Finding ways to extend the human lifespan by observing certain diet and lifestyle regimens has been a centuries-old quest. Indeed, our average life expectancy has dramatically increased over time, at least in the wealthier parts of the world, due to improvements in hygiene, health care, and food supply. Yet science has still not been able to provide definite answers to what we can do to live longer.
Studies on longevity in connection with diet and lifestyle were undertaken as early as the 16th century, most notably by one Luigi Cornaro, a Venetian who was known for his hard partying until his health failed him before he reached 50. In his autobiographical book, Discourses on a Sober and Temperate Life, which is still in print today, he claims that a radical change from unrestricted indulgence to Spartan simplicity not only restored his health but also added many more years to his life. He died at 98 -- an exceptionally old age at his time.
A more systematic approach to studying the effects of diet on longevity was taken in the 1930s when scientists noticed that lab mice put on a calorie-restricted diet lived up to 40 per cent longer than their abundantly fed counterparts. But still nobody knew the exact causes of the dramatic lifespan increases, let alone whether the findings were applicable to humans.
Two relatively recent studies tested independently from each other the impact of calorie restriction on health and mortality in rhesus monkeys. Both came up with opposite results.
In 2009, a study report issued by researchers from the University of Wisconsin claimed that a calorie-restricted diet regimen did actually favor longevity in the monkeys. But three years later, scientists at the National Institute of Aging laboratory in Baltimore who conducted similar studies found no evidence that providing their monkeys with less food made any difference in terms of lifespan, as they documented in their own report.
A subsequent dispute between the two research teams over their differing study results continues today.
Regardless of what animal tests are (or are not) able to show, it remains unclear how the outcomes can be made useful for humans.
To understand the effects of calorie restriction, one has to be careful to distinguish between undernutrition, in which all the essential nutrients the body needs to function properly and stay healthy are provided -- albeit by using fewer calories -- and malnutrition, where at least some nutrients are missing, potentially resulting in harmful deficiencies over time. The latter is certainly not recommended and is not likely to have any health benefits, including for longevity.

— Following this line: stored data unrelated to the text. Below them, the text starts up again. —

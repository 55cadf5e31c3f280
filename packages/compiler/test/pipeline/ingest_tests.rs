/**
 * Ingestion Tests
 *
 * Template ASTs lowered into create and update op lists.
 */

#[path = "util.rs"]
mod util;

#[cfg(test)]
mod tests {
    use super::util::*;
    use template_pipeline::config::PipelineConfig;
    use template_pipeline::constant_pool::ConstantPool;
    use template_pipeline::expression_parser::AST;
    use template_pipeline::render3::r3_ast as t;
    use template_pipeline::template::pipeline::ir::{
        BindingKind, CreateOp, DeferOpModifierKind, Op, OpKind, UpdateOp, XrefId,
    };
    use template_pipeline::template::pipeline::src::{ingest_component, CompilationJob, DeferMetadata};

    fn ingest(nodes: Vec<t::R3Node>) -> CompilationJob {
        init_logging();
        ingest_component("Cmp", &nodes, ConstantPool::new(), PipelineConfig::default(), DeferMetadata::None)
            .expect("ingestion succeeds")
    }

    fn create_kinds(job: &CompilationJob, view: XrefId) -> Vec<OpKind> {
        job.view(view).unwrap().create.iter().map(|op| op.kind()).collect()
    }

    fn update_kinds(job: &CompilationJob, view: XrefId) -> Vec<OpKind> {
        job.view(view).unwrap().update.iter().map(|op| op.kind()).collect()
    }

    #[test]
    fn element_with_class_binding_and_interpolation() {
        let mut div = element("div", vec![interpolated_read("y")]);
        div.inputs.push(bound("a", t::BindingType::Class, AST::read("x")));
        let job = ingest(vec![node(div)]);

        assert_eq!(
            create_kinds(&job, job.root),
            vec![OpKind::ElementStart, OpKind::Text, OpKind::ElementEnd]
        );
        assert_eq!(update_kinds(&job, job.root), vec![OpKind::Binding, OpKind::InterpolateText]);

        let root = job.root_unit();
        let Some(CreateOp::ElementStart(start)) = root.create.iter().next() else {
            panic!("expected the element to open first")
        };
        assert_eq!(start.tag, "div");
        let Some(UpdateOp::Binding(binding)) = root.update.iter().next() else {
            panic!("expected the class binding first")
        };
        assert_eq!(binding.kind, BindingKind::ClassName);
        assert_eq!(binding.name, "a");
        assert_eq!(binding.target, start.xref);
    }

    #[test]
    fn static_text_needs_no_update() {
        let job = ingest(vec![node(element("p", vec![text("hello")]))]);
        let root = job.root_unit();
        assert!(root.update.is_empty());
        let texts: Vec<&str> = root
            .create
            .iter()
            .filter_map(|op| match op {
                CreateOp::Text(text) => Some(text.initial_value.as_str()),
                _ => None,
            })
            .collect();
        assert_eq!(texts, vec!["hello"]);
    }

    #[test]
    fn if_blocks_create_one_view_per_branch() {
        let branch = |expression: Option<AST>| t::IfBlockBranch {
            expression,
            children: vec![text("branch")],
            expression_alias: None,
            block: t::BlockNode::new(span()),
            i18n: None,
        };
        let if_block = t::IfBlock {
            branches: vec![branch(Some(AST::read("cond"))), branch(None)],
            block: t::BlockNode::new(span()),
        };
        let job = ingest(vec![t::R3Node::IfBlock(if_block)]);

        assert_eq!(job.view_xrefs().len(), 3);
        assert_eq!(
            create_kinds(&job, job.root),
            vec![OpKind::ConditionalCreate, OpKind::ConditionalBranchCreate]
        );
        assert_eq!(update_kinds(&job, job.root), vec![OpKind::Conditional]);
        for xref in job.view_xrefs().into_iter().skip(1) {
            assert_eq!(job.view(xref).unwrap().parent, Some(job.root));
            assert_eq!(create_kinds(&job, xref), vec![OpKind::Text]);
        }
    }

    #[test]
    fn duplicate_triggers_report_once_and_keep_one() {
        let mut deferred = t::DeferredBlock::new(vec![], span());
        deferred.triggers = vec![on("idle", &[]), on("idle", &[])];
        let job = ingest(vec![t::R3Node::DeferredBlock(deferred)]);

        assert_eq!(job.errors.len(), 1);
        assert!(job.errors[0].msg.contains("Duplicate \"idle\" trigger"));
        let defer_ons = job
            .root_unit()
            .create
            .iter()
            .filter(|op| op.kind() == OpKind::DeferOn)
            .count();
        assert_eq!(defer_ons, 1);
    }

    #[test]
    fn prefetch_only_blocks_get_an_implicit_idle_trigger() {
        let mut deferred = t::DeferredBlock::new(vec![], span());
        deferred.prefetch_triggers = vec![on("idle", &[])];
        let job = ingest(vec![t::R3Node::DeferredBlock(deferred)]);

        assert!(job.errors.is_empty());
        let modifiers: Vec<_> = job
            .root_unit()
            .create
            .iter()
            .filter_map(|op| match op {
                CreateOp::DeferOn(on) => Some(on.modifier),
                _ => None,
            })
            .collect();
        assert_eq!(modifiers.len(), 2);
        assert!(modifiers.contains(&DeferOpModifierKind::Prefetch));
        assert!(modifiers.contains(&DeferOpModifierKind::None));
    }

    #[test]
    fn let_declarations_declare_and_store() {
        let decl = t::LetDeclaration {
            name: "total".to_string(),
            value: AST::binary("+", AST::read("a"), AST::read("b")),
            source_span: span(),
            name_span: span(),
            value_span: span(),
        };
        let job = ingest(vec![t::R3Node::LetDeclaration(decl)]);
        assert_eq!(create_kinds(&job, job.root), vec![OpKind::DeclareLet]);
        assert_eq!(update_kinds(&job, job.root), vec![OpKind::StoreLet]);
    }

    #[test]
    fn ingestion_is_deterministic() {
        let template = || {
            let mut div = element("div", vec![interpolated_read("y")]);
            div.inputs.push(bound("title", t::BindingType::Property, AST::read("x")));
            vec![node(div), node(element("span", vec![text("z")]))]
        };
        let first = ingest(template());
        let second = ingest(template());

        let ops = |job: &CompilationJob| {
            let root = job.root_unit();
            let create: Vec<String> = root.create.iter().map(|op| format!("{op:?}")).collect();
            let update: Vec<String> = root.update.iter().map(|op| format!("{op:?}")).collect();
            (create, update)
        };
        let (create, update) = ops(&first);
        assert_eq!(create.len(), 6);
        assert_eq!(update.len(), 2);
        assert_eq!(ops(&first), ops(&second));
        assert_eq!(format!("{:?}", first.root_unit()), format!("{:?}", second.root_unit()));
    }
}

In the light of what we know about the health effects of diet to date, we can say with reasonable certainty that moderate calorie restriction in support of weight control is healthy and in any case preferable to excessive weight gain, one of the largest health threats looming today. To what extent that implicates life expectancy remains to be seen. More important to realize, however, is the fact that health-promoting diet and lifestyle choices contribute to the quality of life at any age and become even more significant as we grow older.